(Dataset entries)
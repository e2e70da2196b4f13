//! ctxterm settings
//!
//! Loads configuration from `$XDG_CONFIG_HOME/ctxterm/config.toml`. Every
//! section is optional; a missing file yields the defaults.

use serde::{Deserialize, Serialize};
use std::path::{Path, PathBuf};
use thiserror::Error;

/// Configuration directory name
pub const CONFIG_DIR: &str = "ctxterm";
pub const CONFIG_FILE: &str = "config.toml";

/// File name of the agent binary, looked up next to the front-end
pub const AGENT_BINARY: &str = "ctxterm-agent";

/// Errors that can occur during config operations
#[derive(Error, Debug)]
pub enum ConfigError {
    #[error("Failed to read config file: {0}")]
    Read(#[from] std::io::Error),
    #[error("Failed to parse config: {0}")]
    Parse(#[from] toml::de::Error),
}

/// How the agent is started inside its execution context
#[derive(Debug, Clone, Copy, Serialize, Deserialize, PartialEq, Eq, Default, clap::ValueEnum)]
#[serde(rename_all = "lowercase")]
pub enum EntryKind {
    /// Run the agent directly on this host
    #[default]
    Host,
    /// Enter a toolbox container through podman
    Toolbox,
}

/// Agent program settings
#[derive(Debug, Clone, Serialize, Deserialize, Default, PartialEq)]
pub struct AgentSettings {
    /// Agent executable; defaults to `ctxterm-agent` next to the front-end
    pub program: Option<PathBuf>,
    /// Extra arguments passed to the agent
    #[serde(default)]
    pub args: Vec<String>,
}

impl AgentSettings {
    /// Resolve the agent executable path
    pub fn resolve_program(&self) -> std::io::Result<PathBuf> {
        if let Some(program) = &self.program {
            return Ok(program.clone());
        }
        let exe = std::env::current_exe()?;
        Ok(exe.with_file_name(AGENT_BINARY))
    }
}

/// Execution context settings
#[derive(Debug, Clone, Serialize, Deserialize, PartialEq)]
pub struct ContextSettings {
    /// Entry mechanism
    #[serde(default)]
    pub entry: EntryKind,
    /// Context used when none is given on the command line
    pub default: Option<String>,
    /// podman executable
    #[serde(default = "default_podman")]
    pub podman: String,
    /// toolbox executable
    #[serde(default = "default_toolbox")]
    pub toolbox: String,
}

impl Default for ContextSettings {
    fn default() -> Self {
        Self {
            entry: EntryKind::default(),
            default: None,
            podman: default_podman(),
            toolbox: default_toolbox(),
        }
    }
}

fn default_podman() -> String {
    "podman".to_string()
}

fn default_toolbox() -> String {
    "toolbox".to_string()
}

/// Settings applied by the agent to every session
#[derive(Debug, Clone, Serialize, Deserialize, PartialEq)]
pub struct SessionSettings {
    /// Value of `TERM` for spawned commands
    #[serde(default = "default_term")]
    pub term: String,
    /// Shell used when the login shell cannot be resolved
    #[serde(default = "default_fallback_shell")]
    pub fallback_shell: String,
    /// Program substituted for the pager sentinel when `$PAGER` is unset
    #[serde(default = "default_pager")]
    pub pager: String,
    /// Program substituted for the editor sentinel when `$VISUAL`/`$EDITOR` are unset
    #[serde(default = "default_editor")]
    pub editor: String,
}

impl Default for SessionSettings {
    fn default() -> Self {
        Self {
            term: default_term(),
            fallback_shell: default_fallback_shell(),
            pager: default_pager(),
            editor: default_editor(),
        }
    }
}

fn default_term() -> String {
    "xterm-256color".to_string()
}

fn default_fallback_shell() -> String {
    "/bin/sh".to_string()
}

fn default_pager() -> String {
    "less".to_string()
}

fn default_editor() -> String {
    "vi".to_string()
}

/// Root configuration
#[derive(Debug, Clone, Serialize, Deserialize, Default, PartialEq)]
pub struct Config {
    #[serde(default)]
    pub agent: AgentSettings,
    #[serde(default)]
    pub context: ContextSettings,
    #[serde(default)]
    pub session: SessionSettings,
}

impl Config {
    /// Load configuration from a file, falling back to defaults if it is missing
    pub fn load(path: &Path) -> Result<Self, ConfigError> {
        if !path.exists() {
            return Ok(Self::default());
        }

        let content = std::fs::read_to_string(path)?;
        let config: Config = toml::from_str(&content)?;
        Ok(config)
    }

    /// Load from the default location
    pub fn load_default() -> Result<Self, ConfigError> {
        match default_path() {
            Some(path) => Self::load(&path),
            None => Ok(Self::default()),
        }
    }
}

/// `$XDG_CONFIG_HOME/ctxterm/config.toml`, or `~/.config/ctxterm/config.toml`
pub fn default_path() -> Option<PathBuf> {
    let base = match std::env::var_os("XDG_CONFIG_HOME") {
        Some(dir) if !dir.is_empty() => PathBuf::from(dir),
        _ => PathBuf::from(std::env::var_os("HOME")?).join(".config"),
    };
    Some(base.join(CONFIG_DIR).join(CONFIG_FILE))
}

• WORK REQUEST:
Copy out each line of the data that has the word "toml" in it.

• WRITTEN REPLY:
//! Loads configuration from `$XDG_CONFIG_HOME/ctxterm/config.toml`. Every
pub const CONFIG_FILE: &str = "config.toml";
    Parse(#[from] toml::de::Error),
        let config: Config = toml::from_str(&content)?;
/// `$XDG_CONFIG_HOME/ctxterm/config.toml`, or `~/.config/ctxterm/config.toml`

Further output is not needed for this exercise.